А для городских жителей, прибывших из мест заключения, паспорт выдавался по месту твоей прежней прописки, откуда тебя арестовывали. Но его также непросто было получить. Каждый район города старался бывших заключенных по множеству причин не прописывать, у них по этому поводу был циркуляр для служебного пользования. В первую очередь они требовали от тебя устройства на работу, а кто тебя примет на работу без паспорта? Тогда доблестные органы, не без указаний направляющей партии, снизошли до того, чтоб ты принес им просто справку, что тебя трудоустроят. Вот после этого ты мог уже и паспорт получить. Никого не волнует, что ты вернулся к своей семье, у них задача: сократить в их районе число прибывших из мест заключения. Но если все-таки тебе выдавали паспорт с пропиской по месту жительства, то первое, что они делали — ставили тебя на административный надзор, а это значило: ты должен то ли каждый день, то ли, как они укажут, но с утра прибыть в районное отделение милиции и расписаться в той надзорной книге. Если ты 2-3 раза не расписался в ней, за тобой придут с утречка и прямиком в тюрьму, потом в течение недели повезут тебя в суд за новым сроком. Никого не интересует причина, по которой ты не отмечался, никто не проводит никаких разборов. Вот тут судья выделяет тебе срок, за так называмое, «нарушение режима», статья эта предусматривает осуждение от 1 года до 3-х лет и срок этот будет зависить от того, что в сопроводительной бумаге запишут менты. А они писать умеют, и получаешь ты свой трешник, и идешь на нары, но уже со второй судимостью на строгий режим, становишься уже рецидивистом по меркам «кухарок». А к рецидивистам у ментов уже особое отношение.

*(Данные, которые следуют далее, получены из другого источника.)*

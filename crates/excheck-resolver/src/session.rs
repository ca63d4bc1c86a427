//! Fixed-point resolver session.
//!
//! A session owns two memo tables (element configurations and expression
//! configurations), a dependents graph, and a dirty set, all destroyed
//! with the session. Requests drive computation over the possibly-cyclic
//! element/expression graph:
//!
//! - a computation that reads another entry records a dependency edge;
//! - re-entering an entry that is currently being computed yields a
//!   provisional result (an empty configuration for nodes, "no
//!   information" for elements) and marks it for recomputation;
//! - after the initial demand, the settle loop recomputes dirty entries
//!   in deterministic (sorted-key) order, re-dirtying dependents whenever
//!   a cached result changes, until the tables stop moving.
//!
//! Termination: the lattice is finite-height per program, and every
//! operation is monotone once each cycle has seen its explicit anchors; a
//! centralized iteration cap guards against resolver bugs. Cancellation
//! is checked at every entry point and at settle iteration boundaries:
//! cancelled requests return `None` and drop the dirty set, cached final
//! entries stay valid.

use crate::configuration::Configuration;
use crate::element_config;
use crate::expr_config;
use crate::inheritance;
use crate::overrides::OverrideTable;
use excheck_common::limits::MAX_SETTLE_ITERATIONS;
use excheck_model::{ElementId, NodeIndex, NodeKey, Program};
use rustc_hash::{FxHashMap, FxHashSet};
use std::cell::RefCell;
use std::sync::Arc;
use std::sync::atomic::{AtomicBool, Ordering};
use tracing::{debug, warn};

/// Cooperative cancellation shared with the host.
#[derive(Clone, Debug, Default)]
pub struct CancellationToken(Arc<AtomicBool>);

impl CancellationToken {
    pub fn new() -> Self {
        CancellationToken::default()
    }

    pub fn cancel(&self) {
        self.0.store(true, Ordering::Relaxed);
    }

    pub fn is_cancelled(&self) -> bool {
        self.0.load(Ordering::Relaxed)
    }
}

/// Counters exposed for host telemetry.
#[derive(Clone, Copy, Debug, Default, PartialEq, Eq)]
pub struct SessionStats {
    pub computations: u64,
    pub cache_hits: u64,
    pub provisional_results: u64,
    pub settle_iterations: u64,
}

/// Cache key: elements by identity, nodes by their stable key.
#[derive(Clone, Copy, Debug, PartialEq, Eq, Hash, PartialOrd, Ord)]
enum Key {
    Element(ElementId),
    Node(NodeKey),
}

#[derive(Debug, Default)]
struct SessionState {
    nodes: FxHashMap<NodeKey, Option<Configuration>>,
    node_of_key: FxHashMap<NodeKey, NodeIndex>,
    elements: FxHashMap<ElementId, Option<Configuration>>,
    dependents: FxHashMap<Key, FxHashSet<Key>>,
    dirty: FxHashSet<Key>,
    in_progress: FxHashSet<Key>,
    stack: Vec<Key>,
    stats: SessionStats,
}

impl SessionState {
    fn record_dependency(&mut self, read: Key) {
        if let Some(&consumer) = self.stack.last() {
            if consumer != read {
                self.dependents.entry(read).or_default().insert(consumer);
            }
        }
    }

    /// A computation re-entered `key` and received a provisional value:
    /// schedule both sides for recomputation. Re-dirtying the consumer
    /// matters even when `key` itself settles to its first value - the
    /// consumer cached a result derived from the provisional stand-in.
    fn mark_provisional(&mut self, key: Key) {
        self.dirty.insert(key);
        if let Some(&consumer) = self.stack.last() {
            self.dirty.insert(consumer);
        }
        self.stats.provisional_results += 1;
    }
}

/// A per-analysis resolver session over one read-only [`Program`].
pub struct ResolverSession<'a> {
    program: &'a Program,
    overrides: &'a OverrideTable,
    cancel: CancellationToken,
    state: RefCell<SessionState>,
}

impl<'a> ResolverSession<'a> {
    pub fn new(program: &'a Program, overrides: &'a OverrideTable) -> Self {
        ResolverSession {
            program,
            overrides,
            cancel: CancellationToken::new(),
            state: RefCell::new(SessionState::default()),
        }
    }

    pub fn with_cancellation(mut self, cancel: CancellationToken) -> Self {
        self.cancel = cancel;
        self
    }

    pub fn program(&self) -> &'a Program {
        self.program
    }

    pub(crate) fn overrides(&self) -> &OverrideTable {
        self.overrides
    }

    pub fn stats(&self) -> SessionStats {
        self.state.borrow().stats
    }

    // =========================================================================
    // Public entry points
    // =========================================================================

    /// The configuration of an expression node, settled to a fixed point.
    pub fn configuration(&self, node: NodeIndex) -> Option<Configuration> {
        if self.check_cancelled() {
            return None;
        }
        self.demand_node(node);
        self.settle();
        if self.cancel.is_cancelled() {
            return None;
        }
        let key = self.program.arena.key(node);
        self.state.borrow().nodes.get(&key).cloned().flatten()
    }

    /// The configuration of an element, settled to a fixed point.
    pub fn element_configuration(&self, element: ElementId) -> Option<Configuration> {
        if self.check_cancelled() {
            return None;
        }
        self.demand_element(element);
        self.settle();
        if self.cancel.is_cancelled() {
            return None;
        }
        self.state.borrow().elements.get(&element).cloned().flatten()
    }

    /// The intersected configuration a member inherits from everything it
    /// overrides; `None` when it overrides nothing known.
    pub fn inherited_configuration(&self, member: ElementId) -> Option<Configuration> {
        if self.check_cancelled() {
            return None;
        }
        // First pass may observe provisional entries; settle, then replay
        // over the stabilized caches.
        inheritance::inherited_configuration(self, member);
        self.settle();
        if self.cancel.is_cancelled() {
            return None;
        }
        inheritance::inherited_configuration(self, member)
    }

    // =========================================================================
    // Demand-driven computation (crate-internal)
    // =========================================================================

    pub(crate) fn demand_node(&self, node: NodeIndex) -> Option<Configuration> {
        if self.cancel.is_cancelled() {
            return None;
        }
        let node_key = self.program.arena.key(node);
        let key = Key::Node(node_key);
        {
            let mut state = self.state.borrow_mut();
            state.node_of_key.insert(node_key, node);
            state.record_dependency(key);
            if state.in_progress.contains(&key) {
                // Provisional result: both the re-entered entry and the
                // reader that consumed the provisional value recompute
                // once the cycle unwinds.
                state.mark_provisional(key);
                return Some(Configuration::empty());
            }
            if let Some(cached) = state.nodes.get(&node_key).cloned() {
                state.stats.cache_hits += 1;
                return cached;
            }
        }
        self.compute_node(node_key, node)
    }

    pub(crate) fn demand_element(&self, element: ElementId) -> Option<Configuration> {
        if self.cancel.is_cancelled() {
            return None;
        }
        let key = Key::Element(element);
        {
            let mut state = self.state.borrow_mut();
            state.record_dependency(key);
            if state.in_progress.contains(&key) {
                // Recursion protection: the inner requester sees no
                // information; the outer settle loop finalizes the
                // element and re-runs the requester.
                state.mark_provisional(key);
                return None;
            }
            if let Some(cached) = state.elements.get(&element).cloned() {
                state.stats.cache_hits += 1;
                return cached;
            }
        }
        self.compute_element(element)
    }

    fn compute_node(&self, node_key: NodeKey, node: NodeIndex) -> Option<Configuration> {
        let key = Key::Node(node_key);
        self.enter(key);
        let computed = expr_config::compute(self, node);
        self.leave(key);
        let mut state = self.state.borrow_mut();
        state.stats.computations += 1;
        state.nodes.insert(node_key, computed.clone());
        computed
    }

    fn compute_element(&self, element: ElementId) -> Option<Configuration> {
        let key = Key::Element(element);
        self.enter(key);
        let computed = element_config::compute(self, element);
        self.leave(key);
        let mut state = self.state.borrow_mut();
        state.stats.computations += 1;
        state.elements.insert(element, computed.clone());
        computed
    }

    fn enter(&self, key: Key) {
        let mut state = self.state.borrow_mut();
        state.in_progress.insert(key);
        state.stack.push(key);
    }

    fn leave(&self, key: Key) {
        let mut state = self.state.borrow_mut();
        let popped = state.stack.pop();
        debug_assert_eq!(popped, Some(key), "unbalanced computation stack");
        state.in_progress.remove(&key);
    }

    // =========================================================================
    // Settle loop
    // =========================================================================

    fn settle(&self) {
        for _ in 0..MAX_SETTLE_ITERATIONS {
            if self.check_cancelled() {
                return;
            }
            let mut snapshot: Vec<Key> = {
                let mut state = self.state.borrow_mut();
                if state.dirty.is_empty() {
                    return;
                }
                state.stats.settle_iterations += 1;
                state.dirty.drain().collect()
            };
            snapshot.sort();

            for key in snapshot {
                let old = self.cached(key);
                let new = self.recompute(key);
                if new != old {
                    let mut state = self.state.borrow_mut();
                    let dependents: Vec<Key> = state
                        .dependents
                        .get(&key)
                        .map(|set| set.iter().copied().collect())
                        .unwrap_or_default();
                    state.dirty.extend(dependents);
                }
            }
        }
        warn!("settle loop exceeded iteration cap; serving last computed state");
        let mut state = self.state.borrow_mut();
        state.dirty.clear();
        debug!(stats = ?state.stats, "session state after cap");
    }

    fn cached(&self, key: Key) -> Option<Configuration> {
        let state = self.state.borrow();
        match key {
            Key::Element(element) => state.elements.get(&element).cloned().flatten(),
            Key::Node(node_key) => state.nodes.get(&node_key).cloned().flatten(),
        }
    }

    fn recompute(&self, key: Key) -> Option<Configuration> {
        match key {
            Key::Element(element) => self.compute_element(element),
            Key::Node(node_key) => {
                let node = self.state.borrow().node_of_key.get(&node_key).copied();
                match node {
                    Some(node) => self.compute_node(node_key, node),
                    None => None,
                }
            }
        }
    }

    fn check_cancelled(&self) -> bool {
        if self.cancel.is_cancelled() {
            self.state.borrow_mut().dirty.clear();
            return true;
        }
        false
    }
}
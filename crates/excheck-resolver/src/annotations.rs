//! Annotation reader.
//!
//! Extracts a [`Throws`] summary from an element's metadata list. Rules,
//! applied in declaration order and combined over all annotations:
//!
//! - `neverThrows` wins immediately: nothing may be thrown at all.
//! - `safe` alone: nothing declared, undeclared Errors stay allowed.
//! - `ThrowsError<E>` adds `E` and keeps undeclared Errors allowed.
//! - `Throws<E>` adds `E` and forbids undeclared Errors.
//! - No recognized annotation: no summary (the caller falls back to
//!   inference).
//!
//! Mixing marker families on one element is surfaced through
//! `has_conflict` for a host lint, but does not change the semantics: the
//! reader accumulates whatever is present.

use crate::throws::Throws;
use excheck_model::{Annotation, Element, TypeStore};

/// What the reader extracted from an element's metadata.
#[derive(Clone, Debug)]
pub struct AnnotationSummary {
    /// `None` when no recognized annotation is present.
    pub throws: Option<Throws>,
    /// The element mixes `safe`/`neverThrows` with `Throws`/`ThrowsError`.
    pub has_conflict: bool,
}

/// Read an element's metadata into a summary.
pub fn read_annotations(types: &TypeStore, element: &Element) -> AnnotationSummary {
    let mut saw_safe = false;
    let mut saw_never_throws = false;
    let mut saw_throws = false;
    let mut saw_throws_error = false;
    let mut thrown = Vec::new();

    for annotation in &element.metadata {
        match annotation {
            Annotation::Safe => saw_safe = true,
            Annotation::NeverThrows => saw_never_throws = true,
            Annotation::Throws(ty) => {
                saw_throws = true;
                thrown.push(*ty);
            }
            Annotation::ThrowsError(ty) => {
                saw_throws_error = true;
                thrown.push(*ty);
            }
            Annotation::Other(_) => {}
        }
    }

    let has_conflict =
        (saw_never_throws || saw_safe) && (saw_throws || saw_throws_error);

    let throws = if saw_never_throws {
        Some(Throws::explicit(types, [], false))
    } else if saw_throws || saw_throws_error {
        // Any Throws<> forbids undeclared Errors; ThrowsError<> alone
        // keeps them allowed.
        Some(Throws::explicit(types, thrown, !saw_throws))
    } else if saw_safe {
        Some(Throws::explicit(types, [], true))
    } else {
        None
    };

    AnnotationSummary {
        throws,
        has_conflict,
    }
}

/// The declared throws of an element, if it carries any recognized
/// annotation.
pub fn declared_throws(types: &TypeStore, element: &Element) -> Option<Throws> {
    read_annotations(types, element).throws
}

Еще для жителей городов была придумана другая примочка: отметка 38, которая запрещала тем, кто отсидел и имеет такую отметину в той справке об особождении, проживать в крупных городах. Для тебя был приготовлен коммуняками 101 километр от крупных городов, т. е. проживание или в малых городах, или в сельской местности. Таким образом, власть «кухарок» и их приспешников в лице МВД, как ей казалось, очищает города от преступников любого ранга. И никто из «кухарок» не брал во внимание ими же написанный закон, коротко скажу :«отбывший наказание считается искупившим свою вину…» Только все это было написано на бумаге, а бумага все выдержит. А вот цикуляры для служебного пользования они были уже выше закона. Ну, а закон по русской поговорке: «как дышло, куда повернет, туда и вышло». НО САМОЕ КОВАРНОЕ, ЧТО МОГЛИ ПРИДУМАТЬ ТОЛЬКО ИЗУВЕРЫ-КОММУНИСТЫ — это годы твоей отсидки не засчитывать в твой рабочий стаж!!!! Человек, неважно в какие годы от роду получил, допустим, 3 года, 5 лет,10 лет,15 лет да 1 год тюрьмы — это не имело никакого значения. Кто-то уже забыл, что он в молодости получил какой-то срок, забыл, что было 20-40 лет тому назад. Подходят годы, уходить на пенсию, приходит он в СОБЕЗ: контора, которая занималась оформлением пенсий, у которых на руках были всевозможные циркуляры. Вот они тебе напоминают то, что ты по наивности своей забыл, а у тебя мил человек, или там как-то по-другому — нет отработанных по закону рабочих лет, у тебя не хватает до стажа там 3,5,10,15, лет: иди, еще поработай, а лет через столько-то, к нам придешь. Во, иезуитский закон, как-будто зэк в лагерях не работал, да он пахал там почище, чем папа Карло, а за свою работу по строительству «развитого коммунизма» для слуг народа, получал похлебку и сопел в обе дырки. Но той сучьей власти этого еще было мало…..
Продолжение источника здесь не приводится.